Compensation Structure Analysis
- Mix and risk: For 2024, approximately 84% of other NEO compensation was at-risk and performance‑based (CEO 92%), with program changes reducing option weighting and increasing PSAs/RSUs for NEOs; CEO awards exclude time‑based RSUs .
- Annual plan sensitivity: 2023 annual cash incentives were cut to 50% due to negative net income despite formulaic 100% funding, evidencing pay-for-performance discipline; 2024 funding rose to 188.1% on sharply improved profitability .
- Long‑term plan outcomes: PSA cycles paid below target (31% for 2021–2023; 62.2% for 2022–2024), indicating real risk in equity pay tied to ROE, TSR, and growth metrics .
- Governance safeguards: Robust clawbacks, prohibition of hedging/pledging, double‑trigger CIC vesting, and ownership requirements align incentives with shareholder outcomes .
Risk Indicators & Red Flags
- Pledging/Hedging: Prohibited; none pledged for Merten as of March 1, 2025 .
- Option Repricing: Not permitted under compensation governance practices .
- Related‑party transactions: None identified since the beginning of 2024 .
- Say‑on‑Pay: Program communicated and engaged with shareholders; specific approval percentages not disclosed in excerpts; board recommends FOR .
Say‑on‑Pay & Shareholder Feedback
- Active engagement and program adjustments (e.g., reduced option weighting beginning 2024; TSR metric maintained; ownership and clawback enhancements) reflect responsiveness to investor input .
Compensation Peer Group
Peer benchmarking and target pay at ~50th percentile; TSR evaluated relative to disclosed peers in PSA design .
Investment Implications
- Alignment: Merten exceeds stock ownership requirements (6.8x vs 4x), with prohibitions on hedging/pledging and strong clawbacks, signaling alignment and lower governance risk .
- Pay sensitivity: Below‑target PSA outcomes and 2023 annual incentive cut demonstrate real downside when profit falls, while 2024 payouts surged with improved margins—expect compensation to remain highly sensitive to underwriting profitability and ROE .

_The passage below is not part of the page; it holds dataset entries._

//! Post-processing applied to an assembled waveform.
//!
//! Effects run in a fixed order: speed, volume, pitch, ambience preset, stereo.
//! An effect left at its neutral value is skipped. The first failing effect
//! aborts the rest of the chain.
//!
//! ```
//! use piper_rs::effects::{Ambience, AudioEffectsBuilder};
//!
//! let effects = AudioEffectsBuilder::default()
//!     .volume(-6.0)
//!     .ambience(Ambience::Cave)
//!     .stereo(true)
//!     .build()?;
//! assert_eq!(effects.speed, 1.0);
//! # Ok::<(), Box<dyn std::error::Error>>(())
//! ```

pub mod filter;
pub mod pitch;

use derive_builder::Builder;
use rand::Rng;
use serde::Deserialize;

use crate::error::{PiperError, Result};

pub use filter::telephone_effect;
pub use pitch::{PitchShifter, VocoderPitchShifter};

/// Sample rate the pitch and telephone effects assume, whatever the voice's
/// actual rate is.
pub const EFFECTS_SAMPLE_RATE: u32 = 22050;

/// Channel count the pitch effect assumes.
pub const EFFECTS_CHANNELS: u16 = 1;

pub const VOLUME_RANGE_DB: std::ops::RangeInclusive<f32> = -32.0..=32.0;
pub const PITCH_RANGE_SEMITONES: std::ops::RangeInclusive<f32> = -12.0..=12.0;

/// Longest buffer the speed effect will produce.
pub const MAX_EFFECT_SAMPLES: usize = 1 << 30;

/// Mutually exclusive colouring presets.
///
/// Everything except [`Ambience::Telephone`] is a fixed amplitude scale or
/// added noise, not an acoustic simulation.
#[derive(Debug, Clone, Copy, PartialEq, Eq, Deserialize)]
#[serde(rename_all = "snake_case")]
pub enum Ambience {
    Telephone,
    Cave,
    SmallCave,
    GasMask,
    BadReception,
    NextRoom,
    Alien,
    Alien2,
}

impl Ambience {
    pub fn apply(self, samples: &mut Vec<i16>) -> Result<()> {
        match self {
            Ambience::Telephone => telephone_effect(samples)?,
            Ambience::Cave => scale_samples(samples, 0.7),
            Ambience::SmallCave => scale_samples(samples, 0.8),
            Ambience::GasMask => scale_samples(samples, 0.6),
            Ambience::BadReception => bad_reception_effect(samples, &mut rand::thread_rng()),
            Ambience::NextRoom => scale_samples(samples, 0.9),
            Ambience::Alien => scale_samples(samples, 1.5),
            Ambience::Alien2 => scale_samples(samples, 1.2),
        }
        Ok(())
    }
}

/// Effect parameters for one request.
#[derive(Debug, Clone, PartialEq, Builder, Deserialize)]
#[builder(default, build_fn(validate = "Self::validate"))]
#[serde(default)]
pub struct AudioEffects {
    /// Playback speed multiplier, > 0.
    pub speed: f32,
    /// Gain in dB, within [-32, 32].
    pub volume: f32,
    /// Pitch shift in semitones, within [-12, 12].
    pub semitones: f32,
    #[builder(setter(strip_option))]
    pub ambience: Option<Ambience>,
    pub stereo: bool,
}

impl Default for AudioEffects {
    fn default() -> Self {
        Self {
            speed: 1.0,
            volume: 0.0,
            semitones: 0.0,
            ambience: None,
            stereo: false,
        }
    }
}

impl AudioEffectsBuilder {
    fn validate(&self) -> std::result::Result<(), String> {
        if let Some(speed) = self.speed {
            check_speed(speed).map_err(|e| e.to_string())?;
        }
        if let Some(volume) = self.volume {
            check_volume(volume).map_err(|e| e.to_string())?;
        }
        if let Some(semitones) = self.semitones {
            check_semitones(semitones).map_err(|e| e.to_string())?;
        }
        Ok(())
    }
}

impl AudioEffects {
    /// Channel count after the chain runs on `channels`-channel input.
    pub fn output_channels(&self, channels: u16) -> u16 {
        if self.stereo {
            channels * 2
        } else {
            channels
        }
    }
}

/// Run the effects chain over `samples` in place.
pub fn apply_effects<P: PitchShifter + ?Sized>(
    samples: &mut Vec<i16>,
    effects: &AudioEffects,
    pitch_shifter: &P,
) -> Result<()> {
    if effects.speed != 1.0 {
        log::debug!("Applying speed effect: {}", effects.speed);
        speed_effect(samples, effects.speed)?;
    }
    if effects.volume != 0.0 {
        log::debug!("Applying volume effect: {}", effects.volume);
        volume_effect(samples, effects.volume)?;
    }
    if effects.semitones != 0.0 {
        log::debug!("Applying pitch effect: {}", effects.semitones);
        pitch_effect(samples, effects.semitones, pitch_shifter)?;
    }
    if let Some(ambience) = effects.ambience {
        log::debug!("Applying {ambience:?} effect");
        ambience.apply(samples)?;
    }
    if effects.stereo {
        log::debug!("Applying stereo effect");
        stereo_effect(samples);
    }
    Ok(())
}

fn check_speed(speed: f32) -> Result<()> {
    if speed > 0.0 {
        Ok(())
    } else {
        Err(PiperError::InvalidArgument(format!(
            "speed must be greater than 0, got {speed}"
        )))
    }
}

fn check_volume(volume: f32) -> Result<()> {
    if VOLUME_RANGE_DB.contains(&volume) {
        Ok(())
    } else {
        Err(PiperError::InvalidArgument(format!(
            "volume must be between -32 and 32 dB, got {volume}"
        )))
    }
}

fn check_semitones(semitones: f32) -> Result<()> {
    if PITCH_RANGE_SEMITONES.contains(&semitones) {
        Ok(())
    } else {
        Err(PiperError::InvalidArgument(format!(
            "semitones must be between -12 and 12, got {semitones}"
        )))
    }
}

/// Resample by linear interpolation, then rescale the peak to full range.
///
/// The output holds `floor(len / speed)` samples.
pub fn speed_effect(samples: &mut Vec<i16>, speed: f32) -> Result<()> {
    check_speed(speed)?;

    let len = samples.len();
    let target = len as f64 / speed as f64;
    if !target.is_finite() || target > MAX_EFFECT_SAMPLES as f64 {
        return Err(PiperError::InvalidArgument(format!(
            "speed {speed} would stretch {len} samples past {MAX_EFFECT_SAMPLES}"
        )));
    }
    let new_len = target as usize;

    let mut resampled = Vec::with_capacity(new_len);
    for i in 0..new_len {
        let pos = i as f64 * speed as f64;
        let index = (pos as usize).min(len - 1);
        let frac = pos - index as f64;
        let value = if index + 1 < len {
            samples[index] as f64 * (1.0 - frac) + samples[index + 1] as f64 * frac
        } else {
            samples[index] as f64
        };
        resampled.push(value as i16);
    }

    let peak = resampled.iter().map(|s| s.unsigned_abs()).max().unwrap_or(0);
    if peak > 0 {
        for sample in resampled.iter_mut() {
            *sample = (*sample as f64 * i16::MAX as f64 / peak as f64) as i16;
        }
    }

    *samples = resampled;
    Ok(())
}

/// Scale by `10^(dB / 20)`, clamped to the 16-bit range.
pub fn volume_effect(samples: &mut [i16], volume: f32) -> Result<()> {
    check_volume(volume)?;

    let factor = 10f32.powf(volume / 20.0);
    for sample in samples.iter_mut() {
        *sample = (*sample as f32 * factor)
            .round()
            .clamp(i16::MIN as f32, i16::MAX as f32) as i16;
    }
    Ok(())
}

/// Shift pitch through `shifter`, assuming [`EFFECTS_SAMPLE_RATE`] mono audio.
///
/// The output length is whatever the shifter returns.
pub fn pitch_effect<P: PitchShifter + ?Sized>(
    samples: &mut Vec<i16>,
    semitones: f32,
    shifter: &P,
) -> Result<()> {
    check_semitones(semitones)?;

    let input: Vec<f32> = samples.iter().map(|&s| s as f32 / 32768.0).collect();
    let shifted = shifter.shift(&input, EFFECTS_SAMPLE_RATE, EFFECTS_CHANNELS, semitones)?;
    *samples = shifted
        .iter()
        .map(|&s| (s * 32768.0).clamp(i16::MIN as f32, i16::MAX as f32) as i16)
        .collect();
    Ok(())
}

fn scale_samples(samples: &mut [i16], factor: f32) {
    for sample in samples.iter_mut() {
        *sample = (*sample as f32 * factor) as i16;
    }
}

/// Add uniform integer noise in [-50, 50) to every sample.
pub fn bad_reception_effect<R: Rng + ?Sized>(samples: &mut [i16], rng: &mut R) {
    for sample in samples.iter_mut() {
        *sample = sample.saturating_add(rng.gen_range(-50..50));
    }
}

/// Duplicate every sample into an interleaved left/right pair.
pub fn stereo_effect(samples: &mut Vec<i16>) {
    *samples = samples.iter().flat_map(|&s| [s, s]).collect();
}

#[cfg(test)]
mod tests {
    use super::*;
    use rand::rngs::StdRng;
    use rand::SeedableRng;

    /// Returns its input unchanged.
    struct Passthrough;

    impl PitchShifter for Passthrough {
        fn shift(&self, samples: &[f32], _: u32, _: u16, _: f32) -> Result<Vec<f32>> {
            Ok(samples.to_vec())
        }
    }

    fn ramp(len: usize) -> Vec<i16> {
        (0..len).map(|i| (i as i16 % 200) * 10 - 1000).collect()
    }

    #[test]
    fn speed_output_length_is_floor_of_ratio() {
        let cases = [
            (1000, 2.0, 500),
            (1000, 0.5, 2000),
            (999, 1.5, 666),
            (7, 3.0, 2),
        ];
        for (len, speed, expected) in cases {
            let mut samples = ramp(len);
            speed_effect(&mut samples, speed).unwrap();
            assert_eq!(samples.len(), expected, "len {len} speed {speed}");
        }
    }

    #[test]
    fn speed_rejects_outputs_past_the_cap() {
        let mut samples = vec![1i16; 100];
        assert!(matches!(
            speed_effect(&mut samples, 1e-30),
            Err(PiperError::InvalidArgument(_))
        ));
        assert_eq!(samples.len(), 100);
    }

    #[test]
    fn speed_round_trip_preserves_duration() {
        let mut samples = ramp(1001);
        speed_effect(&mut samples, 2.0).unwrap();
        speed_effect(&mut samples, 0.5).unwrap();
        assert!((samples.len() as i64 - 1001).abs() <= 1);
    }

    #[test]
    fn speed_normalizes_peak_to_full_scale() {
        let mut samples = vec![100, -200, 50, 0];
        speed_effect(&mut samples, 1.0).unwrap();
        assert_eq!(samples.iter().map(|s| s.unsigned_abs()).max(), Some(32767));
        assert!(samples[1] < 0);
    }

    #[test]
    fn speed_handles_empty_and_silent_buffers() {
        let mut empty = Vec::new();
        speed_effect(&mut empty, 1.5).unwrap();
        assert!(empty.is_empty());

        let mut silent = vec![0i16; 10];
        speed_effect(&mut silent, 2.0).unwrap();
        assert_eq!(silent, vec![0; 5]);
    }

    #[test]
    fn speed_rejects_non_positive_factor() {
        for speed in [0.0, -1.0] {
            assert!(matches!(
                speed_effect(&mut ramp(10), speed),
                Err(PiperError::InvalidArgument(_))
            ));
        }
    }

    #[test]
    fn volume_up_then_down_restores_samples() {
        let original = ramp(400);
        let mut samples = original.clone();
        volume_effect(&mut samples, 6.0).unwrap();
        volume_effect(&mut samples, -6.0).unwrap();
        for (a, b) in original.iter().zip(&samples) {
            assert!((*a as i32 - *b as i32).abs() <= 1, "{a} vs {b}");
        }
    }

    #[test]
    fn volume_clamps_to_16_bit_range() {
        let mut samples = vec![i16::MAX, i16::MIN, 20000];
        volume_effect(&mut samples, 32.0).unwrap();
        assert_eq!(samples, vec![i16::MAX, i16::MIN, i16::MAX]);
    }

    #[test]
    fn volume_rejects_out_of_range() {
        assert!(volume_effect(&mut [1, 2], 32.5).is_err());
        assert!(volume_effect(&mut [1, 2], -33.0).is_err());
        assert!(volume_effect(&mut [1, 2], -32.0).is_ok());
    }

    #[test]
    fn pitch_rejects_out_of_range() {
        assert!(matches!(
            pitch_effect(&mut ramp(10), 12.5, &Passthrough),
            Err(PiperError::InvalidArgument(_))
        ));
        assert!(pitch_effect(&mut ramp(10), -12.0, &Passthrough).is_ok());
    }

    #[test]
    fn pitch_converts_through_float_losslessly() {
        let original = ramp(50);
        let mut samples = original.clone();
        pitch_effect(&mut samples, 3.0, &Passthrough).unwrap();
        assert_eq!(samples, original);
    }

    #[test]
    fn placeholder_presets_use_fixed_scales() {
        let cases = [
            (Ambience::Cave, 700),
            (Ambience::SmallCave, 800),
            (Ambience::GasMask, 600),
            (Ambience::NextRoom, 900),
            (Ambience::Alien, 1500),
            (Ambience::Alien2, 1200),
        ];
        for (ambience, expected) in cases {
            let mut samples = vec![1000i16, 0];
            ambience.apply(&mut samples).unwrap();
            assert_eq!(samples, vec![expected, 0], "{ambience:?}");
        }
    }

    #[test]
    fn alien_saturates_instead_of_wrapping() {
        let mut samples = vec![30000i16, -30000];
        Ambience::Alien.apply(&mut samples).unwrap();
        assert_eq!(samples, vec![i16::MAX, i16::MIN]);
    }

    #[test]
    fn bad_reception_noise_is_bounded() {
        let mut rng = StdRng::seed_from_u64(7);
        let mut samples = vec![0i16; 1000];
        bad_reception_effect(&mut samples, &mut rng);
        assert!(samples.iter().all(|&s| (-50..50).contains(&s)));
        assert!(samples.iter().any(|&s| s != 0));
    }

    #[test]
    fn stereo_duplicates_each_sample() {
        let mut samples = vec![1, -2, 3];
        stereo_effect(&mut samples);
        assert_eq!(samples, vec![1, 1, -2, -2, 3, 3]);
    }

    #[test]
    fn chain_applies_in_fixed_order() {
        // Volume before stereo: the duplicated samples carry the gain.
        let effects = AudioEffectsBuilder::default()
            .volume(20.0)
            .ambience(Ambience::Cave)
            .stereo(true)
            .build()
            .unwrap();
        let mut samples = vec![100i16, -100];
        apply_effects(&mut samples, &effects, &Passthrough).unwrap();
        assert_eq!(samples, vec![700, 700, -700, -700]);
    }

    #[test]
    fn default_effects_leave_audio_untouched() {
        let original = ramp(100);
        let mut samples = original.clone();
        apply_effects(&mut samples, &AudioEffects::default(), &Passthrough).unwrap();
        assert_eq!(samples, original);
    }

    #[test]
    fn failing_effect_aborts_chain() {
        let effects = AudioEffects {
            volume: 40.0,
            stereo: true,
            ..Default::default()
        };
        let mut samples = vec![1i16, 2];
        assert!(apply_effects(&mut samples, &effects, &Passthrough).is_err());
        assert_eq!(samples.len(), 2);
    }

    #[test]
    fn builder_validates_ranges() {
        assert!(AudioEffectsBuilder::default().speed(0.0).build().is_err());
        assert!(AudioEffectsBuilder::default().semitones(13.0).build().is_err());
        assert!(AudioEffectsBuilder::default().volume(-40.0).build().is_err());
        assert_eq!(
            AudioEffectsBuilder::default().build().unwrap(),
            AudioEffects::default()
        );
    }

    #[test]
    fn deserializes_from_json() {
        let effects: AudioEffects =
            serde_json::from_str(r#"{ "speed": 1.25, "ambience": "small_cave" }"#).unwrap();
        assert_eq!(effects.speed, 1.25);
        assert_eq!(effects.ambience, Some(Ambience::SmallCave));
        assert!(!effects.stereo);
    }
}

- Retention/transition: His promotion to President, Property‑Liability with higher incentive leverage (225% cash, 400% equity) increases at‑risk exposure to segment execution; CIC terms (2x salary+bonus; double trigger) are standard and do not include problematic features (no tax gross‑ups) .
- Trading signals: No pledging and ownership above guidelines reduce forced‑selling risk; however, vesting from PSA cycles and scheduled equity grants (Oct 3, 2025) can create routine transaction flow—monitor Form 4s around vest/exercise windows for potential selling pressure .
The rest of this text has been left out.